■ DATA TO EXAMINE:

....................

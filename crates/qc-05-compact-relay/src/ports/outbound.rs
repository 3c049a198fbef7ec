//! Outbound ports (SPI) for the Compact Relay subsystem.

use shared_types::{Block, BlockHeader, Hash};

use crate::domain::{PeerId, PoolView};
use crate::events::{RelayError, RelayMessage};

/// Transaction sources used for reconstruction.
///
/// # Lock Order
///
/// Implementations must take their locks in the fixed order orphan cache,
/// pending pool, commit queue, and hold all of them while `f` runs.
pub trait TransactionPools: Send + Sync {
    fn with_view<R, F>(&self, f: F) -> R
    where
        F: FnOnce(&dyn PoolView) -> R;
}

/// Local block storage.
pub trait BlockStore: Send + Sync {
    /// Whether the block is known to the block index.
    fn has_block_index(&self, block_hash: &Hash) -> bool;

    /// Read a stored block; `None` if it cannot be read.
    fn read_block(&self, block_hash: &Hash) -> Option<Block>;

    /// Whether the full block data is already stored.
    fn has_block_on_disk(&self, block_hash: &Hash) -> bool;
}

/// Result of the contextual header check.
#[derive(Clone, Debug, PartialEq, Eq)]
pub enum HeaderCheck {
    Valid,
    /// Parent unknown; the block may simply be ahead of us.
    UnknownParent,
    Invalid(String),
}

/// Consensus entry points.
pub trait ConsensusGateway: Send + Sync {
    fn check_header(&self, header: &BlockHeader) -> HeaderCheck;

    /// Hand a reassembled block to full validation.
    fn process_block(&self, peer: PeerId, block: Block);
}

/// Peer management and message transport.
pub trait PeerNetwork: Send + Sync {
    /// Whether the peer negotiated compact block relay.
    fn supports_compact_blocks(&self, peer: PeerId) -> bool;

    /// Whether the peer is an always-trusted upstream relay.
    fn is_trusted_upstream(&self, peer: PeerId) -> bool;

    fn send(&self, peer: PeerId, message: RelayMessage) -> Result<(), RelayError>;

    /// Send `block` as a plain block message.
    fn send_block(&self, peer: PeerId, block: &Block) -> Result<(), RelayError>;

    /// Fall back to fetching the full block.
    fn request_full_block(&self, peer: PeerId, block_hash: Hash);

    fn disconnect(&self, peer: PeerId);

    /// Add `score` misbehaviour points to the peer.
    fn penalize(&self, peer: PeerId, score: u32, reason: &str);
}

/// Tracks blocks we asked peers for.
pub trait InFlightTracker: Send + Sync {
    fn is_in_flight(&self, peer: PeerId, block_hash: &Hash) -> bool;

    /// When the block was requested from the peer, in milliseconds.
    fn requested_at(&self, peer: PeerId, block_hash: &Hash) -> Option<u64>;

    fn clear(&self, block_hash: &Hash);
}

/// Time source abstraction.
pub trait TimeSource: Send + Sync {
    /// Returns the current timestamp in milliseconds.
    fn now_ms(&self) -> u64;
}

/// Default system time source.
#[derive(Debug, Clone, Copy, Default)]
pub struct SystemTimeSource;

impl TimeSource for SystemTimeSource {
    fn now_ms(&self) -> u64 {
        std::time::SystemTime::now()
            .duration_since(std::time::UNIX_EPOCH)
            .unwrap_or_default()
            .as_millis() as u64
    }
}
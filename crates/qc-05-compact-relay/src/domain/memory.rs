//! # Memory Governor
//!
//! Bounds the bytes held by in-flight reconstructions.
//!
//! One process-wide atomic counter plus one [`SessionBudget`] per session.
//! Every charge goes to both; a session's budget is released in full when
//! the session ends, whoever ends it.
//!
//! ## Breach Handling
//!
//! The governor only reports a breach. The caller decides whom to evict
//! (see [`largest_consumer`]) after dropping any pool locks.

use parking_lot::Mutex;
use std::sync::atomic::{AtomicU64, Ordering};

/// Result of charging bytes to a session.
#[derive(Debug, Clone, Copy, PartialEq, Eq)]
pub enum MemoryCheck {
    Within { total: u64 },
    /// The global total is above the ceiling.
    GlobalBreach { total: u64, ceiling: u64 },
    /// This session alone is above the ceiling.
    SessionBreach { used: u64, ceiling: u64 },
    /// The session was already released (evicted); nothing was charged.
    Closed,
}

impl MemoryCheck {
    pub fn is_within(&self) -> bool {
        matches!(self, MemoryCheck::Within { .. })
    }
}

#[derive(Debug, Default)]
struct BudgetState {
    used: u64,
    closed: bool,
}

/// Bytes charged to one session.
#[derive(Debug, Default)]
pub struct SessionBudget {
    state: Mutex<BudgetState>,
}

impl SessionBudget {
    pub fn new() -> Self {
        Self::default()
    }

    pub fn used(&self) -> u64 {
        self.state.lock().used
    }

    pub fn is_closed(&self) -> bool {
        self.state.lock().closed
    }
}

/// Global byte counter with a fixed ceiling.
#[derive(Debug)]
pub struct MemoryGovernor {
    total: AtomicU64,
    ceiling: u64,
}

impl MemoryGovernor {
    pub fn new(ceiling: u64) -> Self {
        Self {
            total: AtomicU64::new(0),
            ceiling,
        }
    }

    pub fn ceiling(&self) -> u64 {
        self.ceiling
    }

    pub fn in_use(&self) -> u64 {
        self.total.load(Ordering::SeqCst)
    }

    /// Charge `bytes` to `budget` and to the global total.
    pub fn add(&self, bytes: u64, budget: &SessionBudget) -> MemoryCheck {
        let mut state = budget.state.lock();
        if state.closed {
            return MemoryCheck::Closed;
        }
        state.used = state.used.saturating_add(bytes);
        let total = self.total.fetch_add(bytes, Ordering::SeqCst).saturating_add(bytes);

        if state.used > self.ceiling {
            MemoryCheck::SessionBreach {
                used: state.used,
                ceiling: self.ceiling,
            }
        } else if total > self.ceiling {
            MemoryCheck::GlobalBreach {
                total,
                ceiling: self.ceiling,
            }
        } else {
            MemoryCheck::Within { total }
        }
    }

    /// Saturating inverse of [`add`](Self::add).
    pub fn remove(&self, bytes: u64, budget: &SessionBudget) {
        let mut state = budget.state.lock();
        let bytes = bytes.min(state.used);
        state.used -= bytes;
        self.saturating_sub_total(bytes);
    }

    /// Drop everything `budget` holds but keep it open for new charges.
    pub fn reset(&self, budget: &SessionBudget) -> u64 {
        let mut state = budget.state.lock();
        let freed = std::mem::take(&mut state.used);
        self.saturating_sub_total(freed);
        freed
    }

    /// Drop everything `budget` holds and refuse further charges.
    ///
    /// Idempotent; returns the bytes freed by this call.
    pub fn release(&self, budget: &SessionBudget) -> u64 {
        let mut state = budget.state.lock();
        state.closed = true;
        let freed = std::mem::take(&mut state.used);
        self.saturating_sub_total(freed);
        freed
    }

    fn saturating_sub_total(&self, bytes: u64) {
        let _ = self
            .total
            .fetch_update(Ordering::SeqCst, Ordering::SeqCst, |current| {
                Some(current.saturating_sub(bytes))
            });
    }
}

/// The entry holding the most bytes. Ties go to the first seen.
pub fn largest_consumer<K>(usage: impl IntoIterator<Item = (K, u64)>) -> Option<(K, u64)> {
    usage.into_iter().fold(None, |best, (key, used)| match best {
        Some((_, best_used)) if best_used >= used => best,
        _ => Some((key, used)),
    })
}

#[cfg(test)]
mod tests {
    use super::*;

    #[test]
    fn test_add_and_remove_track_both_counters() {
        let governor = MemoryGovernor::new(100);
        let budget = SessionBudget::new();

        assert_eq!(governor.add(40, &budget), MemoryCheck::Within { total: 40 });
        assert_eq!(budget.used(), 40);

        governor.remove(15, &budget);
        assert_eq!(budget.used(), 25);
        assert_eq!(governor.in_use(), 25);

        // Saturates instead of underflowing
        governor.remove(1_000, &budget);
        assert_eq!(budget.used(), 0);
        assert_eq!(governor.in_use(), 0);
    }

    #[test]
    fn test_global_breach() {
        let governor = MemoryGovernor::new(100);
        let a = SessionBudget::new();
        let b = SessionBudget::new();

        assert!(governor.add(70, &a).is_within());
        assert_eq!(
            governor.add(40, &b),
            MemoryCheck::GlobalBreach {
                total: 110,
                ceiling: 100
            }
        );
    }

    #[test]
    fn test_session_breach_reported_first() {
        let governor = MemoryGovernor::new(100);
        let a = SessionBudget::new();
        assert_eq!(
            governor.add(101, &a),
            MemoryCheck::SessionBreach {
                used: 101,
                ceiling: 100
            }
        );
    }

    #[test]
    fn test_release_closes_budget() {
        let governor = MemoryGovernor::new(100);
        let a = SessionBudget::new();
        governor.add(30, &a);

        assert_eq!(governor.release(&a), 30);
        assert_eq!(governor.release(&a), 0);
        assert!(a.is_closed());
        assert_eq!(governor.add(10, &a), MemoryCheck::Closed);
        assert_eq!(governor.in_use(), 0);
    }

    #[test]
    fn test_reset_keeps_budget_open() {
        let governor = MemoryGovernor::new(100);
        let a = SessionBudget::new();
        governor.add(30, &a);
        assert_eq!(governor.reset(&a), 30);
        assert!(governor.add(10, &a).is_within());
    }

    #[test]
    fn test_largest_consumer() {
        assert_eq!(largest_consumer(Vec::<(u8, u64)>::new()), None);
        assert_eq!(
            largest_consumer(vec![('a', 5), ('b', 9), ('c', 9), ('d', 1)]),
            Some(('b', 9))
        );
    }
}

....................

■ YOUR ASSIGNMENT:
Emit an exact copy of the lines spanning the start of the records to the line containing "pub enum HeaderCheck", inclusive, and no other output.

■ YOUR SOLUTION:
filename crates/qc-05-compact-relay/src/ports/outbound.rs
repository 3c049a198fbef7ec
//! Outbound ports (SPI) for the Compact Relay subsystem.

use shared_types::{Block, BlockHeader, Hash};

use crate::domain::{PeerId, PoolView};
use crate::events::{RelayError, RelayMessage};

/// Transaction sources used for reconstruction.
///
/// # Lock Order
///
/// Implementations must take their locks in the fixed order orphan cache,
/// pending pool, commit queue, and hold all of them while `f` runs.
pub trait TransactionPools: Send + Sync {
    fn with_view<R, F>(&self, f: F) -> R
    where
        F: FnOnce(&dyn PoolView) -> R;
}

/// Local block storage.
pub trait BlockStore: Send + Sync {
    /// Whether the block is known to the block index.
    fn has_block_index(&self, block_hash: &Hash) -> bool;

    /// Read a stored block; `None` if it cannot be read.
    fn read_block(&self, block_hash: &Hash) -> Option<Block>;

    /// Whether the full block data is already stored.
    fn has_block_on_disk(&self, block_hash: &Hash) -> bool;
}

/// Result of the contextual header check.
#[derive(Clone, Debug, PartialEq, Eq)]
pub enum HeaderCheck {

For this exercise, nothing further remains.